▸ **YOUR OBJECTIVE**: Below are lines of data; restate word for word those running from the line containing "matches!(self.state, VsyncState::Vsynced)" to the line containing "let definitely_not_vsynced = prev.stats.present_count", inclusive, and no others.

▸ **SOURCE RECORDS**:
..........

// Copyright 2026 the Framepace Authors
// SPDX-License-Identifier: Apache-2.0 OR MIT

//! Frame timing and pacing for real-time render loops.
//!
//! `framepace_core` turns the raw timestamps of presented frames into a
//! stable per-frame delta and drives a fixed-timestep simulation from it.
//! It is `no_std` compatible and allocation free; all state lives in plain
//! structs owned by the host.
//!
//! # Architecture
//!
//! One pacing cycle runs per presented frame:
//!
//! ```text
//!   Clock source (present time + driver statistics)
//!       │
//!       ▼
//!   FrameSample ──► VsyncClassifier ──► VsyncVerdict
//!                                           │
//!                 ┌─────────────────────────┘
//!                 ▼
//!   DeltaTimeEstimator ──► delta ──► FixedTimestepPacer
//!                                           │
//!                 ┌─────────────────────────┘
//!                 ▼
//!   fixed_update × N ──► variable_update ──► render(dt, interpolation)
//! ```
//!
//! **[`time`]** — Tick-based [`HostTime`](time::HostTime) and
//! [`Duration`](time::Duration) plus [`TickRate`](time::TickRate) for
//! conversion to seconds at the callback boundary.
//!
//! **[`sample`]** — The per-frame [`FrameSample`](sample::FrameSample) and
//! driver [`FrameStatistics`](sample::FrameStatistics).
//!
//! **[`vsync`]** — Hysteresis classifier deciding whether presents actually
//! land on vertical sync.
//!
//! **[`estimator`]** — Delta-time estimator that snaps to refresh multiples
//! while vsynced and smooths with error feedback otherwise.
//!
//! **[`pacer`]** — Accumulator-based fixed-timestep pacer with a hitch guard.
//!
//! **[`frame_loop`]** — [`FramePacing`](frame_loop::FramePacing), the three
//! components wired together in order.
//!
//! **[`trace`]** — [`TraceSink`](trace::TraceSink) trait and event types for
//! pacing instrumentation, with zero-overhead [`Tracer`](trace::Tracer)
//! wrapper.
//!
//! # Example
//!
//! ```
//! use framepace_core::frame_loop::{FramePacing, PacingConfig};
//! use framepace_core::pacer::Callbacks;
//! use framepace_core::sample::FrameSample;
//! use framepace_core::time::{HostTime, TickRate};
//! use framepace_core::trace::Tracer;
//!
//! let rate = TickRate::NANOS;
//! let mut pacing = FramePacing::new(PacingConfig::new(120.0), rate);
//! let mut steps = 0;
//! let mut callbacks = Callbacks::new(|_dt| steps += 1, |_dt| {}, |_dt, _alpha| {});
//!
//! for i in 1..=60_u64 {
//!     let present = HostTime(i * 16_666_667);
//!     pacing.frame(FrameSample::measured(present), 60.0, &mut callbacks, &mut Tracer::none());
//! }
//! drop(callbacks);
//! assert!(steps > 100);
//! ```
//!
//! # Crate features
//!
//! - `trace` (disabled by default): Enables `Tracer` method bodies (one branch
//!   per call site).

#![no_std]
#![cfg_attr(docsrs, feature(doc_auto_cfg))]

#[cfg(test)]
extern crate alloc;
#[cfg(test)]
extern crate std;

pub mod estimator;
pub mod frame_loop;
pub mod pacer;
pub mod sample;
pub mod time;
pub mod trace;
pub mod vsync;
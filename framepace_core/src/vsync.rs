// Copyright 2026 the Framepace Authors
// SPDX-License-Identifier: Apache-2.0 OR MIT

//! Debounced detection of whether presentation is actually vsynced.
//!
//! Requesting vsync does not guarantee it: compositors, driver overrides and
//! variable-refresh displays can all present off the sync grid. The
//! [`VsyncClassifier`] looks at the driver's frame statistics every frame and
//! decides, with hysteresis, whether presents line up with vertical sync.
//!
//! Each frame contributes one vote:
//!
//! - **synced** when the measured present time is within
//!   [`VsyncConfig::sync_epsilon_secs`] of the driver's sync time;
//! - **not synced** otherwise.
//!
//! A stuck driver present counter is a hard signal of tearing and wipes any
//! progress towards re-entering the synced state.
//!
//! The two thresholds are deliberately asymmetric. Wrongly leaving the
//! synced state only costs one frame of smoothing, while wrongly entering it
//! makes the estimator snap to refresh multiples that are not real, so the
//! bar for entering is higher.

use crate::sample::FrameSample;
use crate::time::TickRate;

/// Tuning for the [`VsyncClassifier`].
///
/// The defaults were tuned empirically against fixed-refresh displays. They
/// are not guaranteed to be optimal, in particular with variable refresh
/// rate displays; the only promise is eventual convergence under steady
/// conditions.
#[derive(Clone, Copy, Debug, PartialEq)]
pub struct VsyncConfig {
    /// Maximum distance between present time and driver sync time for a
    /// frame to count as synced, in seconds.
    pub sync_epsilon_secs: f64,
    /// Net unsynced votes needed to leave [`VsyncState::Vsynced`].
    pub desync_threshold: u32,
    /// Net synced votes needed to re-enter [`VsyncState::Vsynced`].
    pub resync_threshold: u32,
}

impl VsyncConfig {
    /// Thresholds for driver-assisted detection (100µs, 4 out, 8 back in).
    #[must_use]
    pub const fn driver_assisted() -> Self {
        Self {
            sync_epsilon_secs: 1e-4,
            desync_threshold: 4,
            resync_threshold: 8,
        }
    }
}

impl Default for VsyncConfig {
    fn default() -> Self {
        Self::driver_assisted()
    }
}

/// Whether presentation is currently believed to be vsynced.
#[derive(Clone, Copy, Debug, PartialEq, Eq, Hash)]
pub enum VsyncState {
    /// Presents line up with vertical sync.
    Vsynced,
    /// Presents are tearing or otherwise off the sync grid.
    NotVsynced,
}

/// The classifier's current verdict.
#[derive(Clone, Copy, Debug, PartialEq, Eq, Hash)]
pub struct VsyncVerdict {
    /// Debounced state.
    pub state: VsyncState,
    /// Net votes towards leaving the current state.
    pub counter: u32,
}

impl VsyncVerdict {
    /// The start-up verdict: assume vsynced until shown otherwise.
    pub const ASSUMED_VSYNCED: Self = Self {
        state: VsyncState::Vsynced,
        counter: 0,
    };

    /// Returns `true` if presentation is believed to be vsynced.
    #[inline]
    #[must_use]
    pub const fn is_vsynced(self) -> bool {
        matches!(self.state, VsyncState::Vsynced)
    }
}

impl Default for VsyncVerdict {
    fn default() -> Self {
        Self::ASSUMED_VSYNCED
    }
}

/// What the classifier saw on the most recent frame with driver data.
#[derive(Clone, Copy, Debug, PartialEq, Eq, Hash)]
pub struct SyncObservation {
    /// The present was within epsilon of the driver sync time.
    pub was_frame_synced: bool,
    /// The driver present counter did not advance.
    pub definitely_not_vsynced: bool,
    /// The verdict changed state on this frame.
    pub transitioned: bool,
}

/// Hysteresis state machine turning per-frame sync votes into a stable
/// verdict.
#[derive(Clone, Debug)]
pub struct VsyncClassifier {
    config: VsyncConfig,
    verdict: VsyncVerdict,
    last_observation: Option<SyncObservation>,
}

impl VsyncClassifier {
    /// Creates a classifier that starts out assuming vsync.
    #[must_use]
    pub fn new(config: VsyncConfig) -> Self {
        Self {
            config,
            verdict: VsyncVerdict::ASSUMED_VSYNCED,
            last_observation: None,
        }
    }

    /// Folds one frame into the verdict and returns it.
    ///
    /// `prev` is the sample of the previously presented frame. Until both
    /// samples carry a driver sync time the verdict is left untouched.
    pub fn classify(
        &mut self,
        sample: &FrameSample,
        prev: &FrameSample,
        rate: TickRate,
    ) -> VsyncVerdict {
        if !sample.stats.is_available() || !prev.stats.is_available() {
            self.last_observation = None;
            return self.verdict;
        }

        let was_frame_synced = sample.is_aligned_to_sync(rate, self.config.sync_epsilon_secs);
        let definitely_not_vsynced = prev.stats.present_count == sample.stats.present_count;

        let before = self.verdict.state;
        self.vote(was_frame_synced, definitely_not_vsynced);

        self.last_observation = Some(SyncObservation {
            was_frame_synced,
            definitely_not_vsynced,
            transitioned: before != self.verdict.state,
        });
        self.verdict
    }

    fn vote(&mut self, was_frame_synced: bool, definitely_not_vsynced: bool) {
        let v = &mut self.verdict;
        match v.state {
            VsyncState::Vsynced => {
                v.counter = if was_frame_synced {
                    v.counter.saturating_sub(1)
                } else {
                    v.counter + 1
                };
                if v.counter >= self.config.desync_threshold {
                    v.counter = 0;
                    v.state = VsyncState::NotVsynced;
                }
            }
            VsyncState::NotVsynced => {
                v.counter = if was_frame_synced {
                    v.counter + 1
                } else {
                    v.counter.saturating_sub(1)
                };
                if definitely_not_vsynced {
                    v.counter = 0;
                }
                if v.counter >= self.config.resync_threshold {
                    v.counter = 0;
                    v.state = VsyncState::Vsynced;
                }
            }
        }
    }

    /// Returns the current verdict.
    #[must_use]
    pub fn verdict(&self) -> VsyncVerdict {
        self.verdict
    }

    /// Returns the observation made on the last classified frame, or `None`
    /// if that frame had no driver data.
    #[must_use]
    pub fn last_observation(&self) -> Option<SyncObservation> {
        self.last_observation
    }

    /// Returns the configuration.
    #[must_use]
    pub fn config(&self) -> &VsyncConfig {
        &self.config
    }

    /// Forgets all history and goes back to assuming vsync.
    pub fn reset(&mut self) {
        self.verdict = VsyncVerdict::ASSUMED_VSYNCED;
        self.last_observation = None;
    }
}

impl Default for VsyncClassifier {
    fn default() -> Self {
        Self::new(VsyncConfig::default())
    }
}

..........

▸ **YOUR RESPONSE**:
        matches!(self.state, VsyncState::Vsynced)
    }
}

impl Default for VsyncVerdict {
    fn default() -> Self {
        Self::ASSUMED_VSYNCED
    }
}

/// What the classifier saw on the most recent frame with driver data.
#[derive(Clone, Copy, Debug, PartialEq, Eq, Hash)]
pub struct SyncObservation {
    /// The present was within epsilon of the driver sync time.
    pub was_frame_synced: bool,
    /// The driver present counter did not advance.
    pub definitely_not_vsynced: bool,
    /// The verdict changed state on this frame.
    pub transitioned: bool,
}

/// Hysteresis state machine turning per-frame sync votes into a stable
/// verdict.
#[derive(Clone, Debug)]
pub struct VsyncClassifier {
    config: VsyncConfig,
    verdict: VsyncVerdict,
    last_observation: Option<SyncObservation>,
}

impl VsyncClassifier {
    /// Creates a classifier that starts out assuming vsync.
    #[must_use]
    pub fn new(config: VsyncConfig) -> Self {
        Self {
            config,
            verdict: VsyncVerdict::ASSUMED_VSYNCED,
            last_observation: None,
        }
    }

    /// Folds one frame into the verdict and returns it.
    ///
    /// `prev` is the sample of the previously presented frame. Until both
    /// samples carry a driver sync time the verdict is left untouched.
    pub fn classify(
        &mut self,
        sample: &FrameSample,
        prev: &FrameSample,
        rate: TickRate,
    ) -> VsyncVerdict {
        if !sample.stats.is_available() || !prev.stats.is_available() {
            self.last_observation = None;
            return self.verdict;
        }

        let was_frame_synced = sample.is_aligned_to_sync(rate, self.config.sync_epsilon_secs);
        let definitely_not_vsynced = prev.stats.present_count == sample.stats.present_count;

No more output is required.